SUPPLIED MATERIAL Start Marker
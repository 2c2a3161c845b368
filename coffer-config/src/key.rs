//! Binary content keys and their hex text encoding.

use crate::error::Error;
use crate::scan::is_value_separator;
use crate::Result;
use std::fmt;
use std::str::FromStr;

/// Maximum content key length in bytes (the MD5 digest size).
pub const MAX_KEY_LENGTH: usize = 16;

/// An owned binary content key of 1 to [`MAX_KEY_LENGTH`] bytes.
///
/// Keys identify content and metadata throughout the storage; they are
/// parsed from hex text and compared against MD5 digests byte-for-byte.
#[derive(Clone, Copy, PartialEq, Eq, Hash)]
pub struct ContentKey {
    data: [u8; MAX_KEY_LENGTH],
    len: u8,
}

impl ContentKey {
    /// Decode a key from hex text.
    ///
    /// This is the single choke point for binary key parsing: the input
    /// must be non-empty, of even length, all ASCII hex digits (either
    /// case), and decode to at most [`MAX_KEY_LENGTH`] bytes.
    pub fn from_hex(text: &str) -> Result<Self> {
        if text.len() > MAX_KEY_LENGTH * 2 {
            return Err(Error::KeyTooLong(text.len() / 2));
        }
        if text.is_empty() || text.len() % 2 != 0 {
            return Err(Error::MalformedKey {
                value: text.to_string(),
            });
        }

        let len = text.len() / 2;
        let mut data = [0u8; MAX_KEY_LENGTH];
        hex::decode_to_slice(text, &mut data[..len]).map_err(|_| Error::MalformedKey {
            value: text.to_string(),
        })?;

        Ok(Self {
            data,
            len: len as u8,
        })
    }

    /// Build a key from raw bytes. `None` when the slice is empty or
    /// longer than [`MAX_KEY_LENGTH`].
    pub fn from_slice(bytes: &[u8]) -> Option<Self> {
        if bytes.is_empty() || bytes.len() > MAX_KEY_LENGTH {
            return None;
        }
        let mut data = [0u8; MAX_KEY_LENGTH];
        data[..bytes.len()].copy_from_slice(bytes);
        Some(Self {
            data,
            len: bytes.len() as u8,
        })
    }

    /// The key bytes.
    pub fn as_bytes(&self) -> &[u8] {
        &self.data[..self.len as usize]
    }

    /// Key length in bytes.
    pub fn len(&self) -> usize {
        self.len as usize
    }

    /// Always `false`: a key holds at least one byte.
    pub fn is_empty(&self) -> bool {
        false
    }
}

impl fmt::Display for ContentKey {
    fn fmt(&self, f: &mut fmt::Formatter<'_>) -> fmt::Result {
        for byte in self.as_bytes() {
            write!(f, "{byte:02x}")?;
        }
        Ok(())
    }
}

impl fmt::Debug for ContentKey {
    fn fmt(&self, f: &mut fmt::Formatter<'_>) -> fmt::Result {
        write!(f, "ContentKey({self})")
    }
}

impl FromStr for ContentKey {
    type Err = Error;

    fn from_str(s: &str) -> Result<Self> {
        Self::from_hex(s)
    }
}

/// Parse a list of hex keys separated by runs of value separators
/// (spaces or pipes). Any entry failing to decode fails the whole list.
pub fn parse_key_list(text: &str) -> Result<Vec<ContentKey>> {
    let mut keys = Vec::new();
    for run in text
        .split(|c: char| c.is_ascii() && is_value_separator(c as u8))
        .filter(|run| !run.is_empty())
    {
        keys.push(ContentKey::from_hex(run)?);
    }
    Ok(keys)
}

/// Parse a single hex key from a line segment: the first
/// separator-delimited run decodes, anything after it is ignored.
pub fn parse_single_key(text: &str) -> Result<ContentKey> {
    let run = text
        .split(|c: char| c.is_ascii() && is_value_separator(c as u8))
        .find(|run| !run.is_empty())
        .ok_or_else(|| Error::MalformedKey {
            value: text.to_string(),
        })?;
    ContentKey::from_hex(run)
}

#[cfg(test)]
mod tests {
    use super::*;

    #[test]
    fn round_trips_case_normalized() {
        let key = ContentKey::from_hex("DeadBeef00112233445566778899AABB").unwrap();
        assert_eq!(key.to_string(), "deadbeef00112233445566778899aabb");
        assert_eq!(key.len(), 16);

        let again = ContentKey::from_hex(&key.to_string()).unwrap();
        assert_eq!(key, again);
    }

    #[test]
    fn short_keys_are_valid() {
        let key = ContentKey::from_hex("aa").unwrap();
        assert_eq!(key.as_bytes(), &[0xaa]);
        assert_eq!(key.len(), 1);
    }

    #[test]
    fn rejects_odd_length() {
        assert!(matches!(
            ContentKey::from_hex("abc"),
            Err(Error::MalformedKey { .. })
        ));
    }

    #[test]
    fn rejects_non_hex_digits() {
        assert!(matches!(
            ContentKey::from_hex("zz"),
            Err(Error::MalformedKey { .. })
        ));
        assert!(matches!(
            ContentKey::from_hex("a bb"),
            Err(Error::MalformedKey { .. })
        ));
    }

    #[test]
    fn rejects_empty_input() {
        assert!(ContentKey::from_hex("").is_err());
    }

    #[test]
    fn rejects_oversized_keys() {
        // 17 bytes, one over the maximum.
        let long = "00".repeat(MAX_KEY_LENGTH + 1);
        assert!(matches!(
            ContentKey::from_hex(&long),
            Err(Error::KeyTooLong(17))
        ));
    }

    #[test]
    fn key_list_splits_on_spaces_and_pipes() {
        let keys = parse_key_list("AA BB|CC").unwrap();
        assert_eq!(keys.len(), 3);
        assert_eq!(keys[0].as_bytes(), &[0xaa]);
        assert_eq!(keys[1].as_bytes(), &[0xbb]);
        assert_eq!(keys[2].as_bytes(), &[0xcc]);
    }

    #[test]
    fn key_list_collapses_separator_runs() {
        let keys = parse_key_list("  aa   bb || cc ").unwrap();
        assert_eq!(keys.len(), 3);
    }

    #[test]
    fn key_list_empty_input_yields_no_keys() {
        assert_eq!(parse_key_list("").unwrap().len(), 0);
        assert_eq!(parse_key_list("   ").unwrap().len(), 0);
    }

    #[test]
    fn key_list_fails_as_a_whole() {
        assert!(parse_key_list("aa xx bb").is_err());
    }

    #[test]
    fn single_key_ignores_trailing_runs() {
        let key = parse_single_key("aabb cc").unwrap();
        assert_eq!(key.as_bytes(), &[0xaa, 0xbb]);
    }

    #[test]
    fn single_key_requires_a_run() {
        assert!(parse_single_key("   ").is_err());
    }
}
SUPPLIED MATERIAL End Marker
Go to the line in the material above that contains "return None;" and copy exactly from there through the line that contains "impl fmt::Display for", stopping after it.

TASK RESPONSE:
            return None;
        }
        let mut data = [0u8; MAX_KEY_LENGTH];
        data[..bytes.len()].copy_from_slice(bytes);
        Some(Self {
            data,
            len: bytes.len() as u8,
        })
    }

    /// The key bytes.
    pub fn as_bytes(&self) -> &[u8] {
        &self.data[..self.len as usize]
    }

    /// Key length in bytes.
    pub fn len(&self) -> usize {
        self.len as usize
    }

    /// Always `false`: a key holds at least one byte.
    pub fn is_empty(&self) -> bool {
        false
    }
}

impl fmt::Display for ContentKey {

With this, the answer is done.